Executing Presto Spark queries is possible, but why leverage Spark as an execution framework for Presto’s queries when Presto is itself an efficient execution engine? The fact that both are in-memory execution engines tends to add further confusion.
Presto and Spark are different kinds of engines – Presto specializes in analytical query execution; Spark’s emphasis is on calculation. The following should help clarify why Presto users would or would not want to use Spark as an additional engine.
A Quick Presto/Spark Comparison
Executing Presto queries on Spark can be useful for some very specific workloads, such as queries that we want to run on thousands of nodes, or for queries requiring 10s or 100s of TBs of memory, queries that may consume many CPU years, or if we need extra execution resilience. So if you have a particularly ugly, complex and very long-running query, this may be an option.
Spark provides several features that can be desirable for certain workloads, like:
- Resource isolation
- Fine-grained resource management
- Spark’s scalable materialized exchange mechanism
- In terms of memory usage, both are in-memory execution engines but with one important difference: Spark will write/spill data to disk when memory is exhausted.
- Spark has data processing fault tolerance, so if a worker node fails and its data partition goes away,that partition will be re-computed.
There are also some downsides, or at least considerations, when using Spark with Presto:
- Spark commits tasks and applies for resources dynamically as it needs them. So at each stage tasks will grab their required resources, a strategy that can slow down processing speed. Presto on the other hand does this “upfront” on the most part..

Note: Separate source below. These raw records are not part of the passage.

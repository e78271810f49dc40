#[macro_use]
extern crate criterion;

use bisect_hash::Hash;
use bisect_history::{History, compute_root, generate_prefix_proof};
use criterion::{BenchmarkId, Criterion};

fn leaves(count: u64) -> Vec<Hash> {
    (0..count)
        .map(|i| bisect_hash::hash_bytes(&i.to_be_bytes()))
        .collect()
}

fn bench(c: &mut Criterion) {
    {
        let mut group = c.benchmark_group("virtual root");
        // A handful of real leaves padded out to large virtual sizes; the
        // filler table keeps this logarithmic in the virtual size.
        let lv = leaves(1 << 10);
        for virtual_size in [1u64 << 10, 1 << 14, 1 << 20, 1 << 26] {
            group.bench_with_input(
                BenchmarkId::new("virtual", virtual_size),
                &virtual_size,
                |b, &size| {
                    b.iter(|| compute_root(&lv, size).expect("compute root"));
                },
            );
        }
    }

    c.bench_function("commitment with last-leaf proof", |b| {
        let lv = leaves(1 << 10);
        b.iter(|| History::new(&lv, 1 << 20).expect("commitment"));
    });

    c.bench_function("prefix proof generation", |b| {
        let lv = leaves(1 << 10);
        b.iter(|| generate_prefix_proof(700, &lv, 1 << 20).expect("prefix proof"));
    });
}

criterion_group!(
    name = benches;
    config = Criterion::default().sample_size(20);
    targets = bench
);
criterion_main!(benches);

- The way in which data is processed by the two engines differs: Spark needs data to be fully processed before progressing to the next processing stage. Presto uses a pipeline processing approach where data is sent to the next task as soon as possible which can reduce total execution time.

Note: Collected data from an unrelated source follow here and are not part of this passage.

//! Prefix proof verification.

use bisect_hash::Hash;

use crate::{
    bits::{least_significant_bit, most_significant_bit},
    error::PrefixProofError,
    expansion::{append_complete_subtree, root, tree_size},
};

/// The highest level appendable to a tree of `start_size` without the
/// result exceeding `end_size`.
///
/// The sizes share their high bits; below the first differing bit the start
/// looks like `0yyy` and the end like `1zzz`. If `yyy` is nonzero the
/// append is capped by the start's lowest complete subtree, its least
/// significant bit. Otherwise anything up to the end's most significant
/// differing bit fits.
pub fn maximum_append_between(start_size: u64, end_size: u64) -> Result<u64, PrefixProofError> {
    if start_size >= end_size {
        return Err(PrefixProofError::StartNotLessThanEnd {
            start: start_size,
            end: end_size,
        });
    }
    let msb = most_significant_bit(start_size ^ end_size)?;
    // Everything at and below the first differing bit. Built by shifting
    // down from the top so that msb == 63 yields an all-ones mask instead
    // of a shift past the word.
    let mask = u64::MAX >> (63 - msb);
    let y = start_size & mask;
    let z = end_size & mask;
    if y != 0 {
        return least_significant_bit(y);
    }
    if z != 0 {
        return most_significant_bit(z);
    }
    // start < end guarantees the sizes differ under the mask.
    Err(PrefixProofError::CannotBeZero)
}

/// Inputs to [`verify_prefix_proof`].
#[derive(Debug, Clone, PartialEq, Eq)]
pub struct VerifyPrefixProofConfig {
    /// Root of the prefix tree.
    pub pre_root: Hash,
    /// Leaf count of the prefix tree.
    pub pre_size: u64,
    /// Root of the full tree.
    pub post_root: Hash,
    /// Leaf count of the full tree.
    pub post_size: u64,
    /// Merkle expansion of the prefix tree.
    pub pre_expansion: Vec<Hash>,
    /// Complete subtree roots to append, in consumption order.
    pub prefix_proof: Vec<Hash>,
}

/// Verify that `pre_root` commits to a prefix of the leaves committed by
/// `post_root`.
///
/// Grows the pre expansion by appending the proof's subtree roots, always
/// at the maximal legal level, until the post size is reached, then checks
/// the resulting root. Every proof entry must be consumed.
pub fn verify_prefix_proof(cfg: &VerifyPrefixProofConfig) -> Result<(), PrefixProofError> {
    if cfg.pre_size == 0 {
        return Err(PrefixProofError::CannotBeZero);
    }
    if root(&cfg.pre_expansion)? != cfg.pre_root {
        return Err(PrefixProofError::PreRootMismatch);
    }
    if cfg.pre_size != tree_size(&cfg.pre_expansion) {
        return Err(PrefixProofError::TreeSizeMismatch);
    }
    if cfg.pre_size >= cfg.post_size {
        return Err(PrefixProofError::StartNotLessThanEnd {
            start: cfg.pre_size,
            end: cfg.post_size,
        });
    }

    let mut exp = cfg.pre_expansion.clone();
    let mut size = cfg.pre_size;
    let mut proof_index = 0usize;
    while size < cfg.post_size {
        let level = maximum_append_between(size, cfg.post_size)?;
        let Some(subtree_root) = cfg.prefix_proof.get(proof_index) else {
            return Err(PrefixProofError::IndexOutOfRange);
        };
        exp = append_complete_subtree(&exp, level, *subtree_root)?;
        size += 1 << level;
        if size > cfg.post_size {
            return Err(PrefixProofError::SizeExceedsPostSize {
                size,
                post_size: cfg.post_size,
            });
        }
        proof_index += 1;
    }
    if root(&exp)? != cfg.post_root {
        return Err(PrefixProofError::PostRootMismatch);
    }
    if proof_index != cfg.prefix_proof.len() {
        return Err(PrefixProofError::IncompleteProof {
            consumed: proof_index as u64,
            supplied: cfg.prefix_proof.len() as u64,
        });
    }
    Ok(())
}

- Spark SQL supports a subset of the ANSI SQL standard. Many features are missing, and for this reason many developers avoid Spark SQL.
When To Use Spark’s Execution Engine With Presto
It is recommended that you:
- Do not use Spark for interactive queries. This is not what Spark was designed for, so performance will be poor.
- Do use Spark for long-running, SQL-based batch ETL queries, provided Spark SQL supports the features and functions you need. You can run ETL/batch type queries in Presto, but you may choose to use Spark as the execution engine with Presto if a user / developer wants to test their query in adhoc mode using Presto first and later convert it to Spark when they want to run a batch pipeline in production.
Another scenario where Presto and Spark can be used together is if there is no connector available in Spark for the data source you want to access then use Presto and its connectors to access the data then access Presto via JDBC from Spark.
Setting up Presto and Spark and submitting jobs is well documented in PrestoDB’s docs at https://prestodb.io/docs/current/installation/spark.html and it is straightforward to set-up. You will need Java and Scala installed. You need a working Presto cluster, and a Spark cluster of course. Then there are two packages to download, and a file to configure. You then execute your queries from the Spark cluster, by running spark-submit.
Tip: If you are using a Mac, standalone Spark can be installed very simply with brew install apache-spark. Similarly Presto can be installed with brew install prestodb.
Verify your Spark cluster by running spark-shell on the command line.
Presto’s config.properties file needs to have its task.concurrency, task.max-worker-threads and task.writer-count parameters set to values appropriate for your hardware. Ensure these values also match the parameters used with the spark-submit command.
Use the spark-submit command to invoke Spark, passing the sql query file as an argument. See https://prestodb.io/docs/current/installation/spark.html for an example spark-submit command.
The above article should help you understand the how, why and when of executing Presto queries on Spark.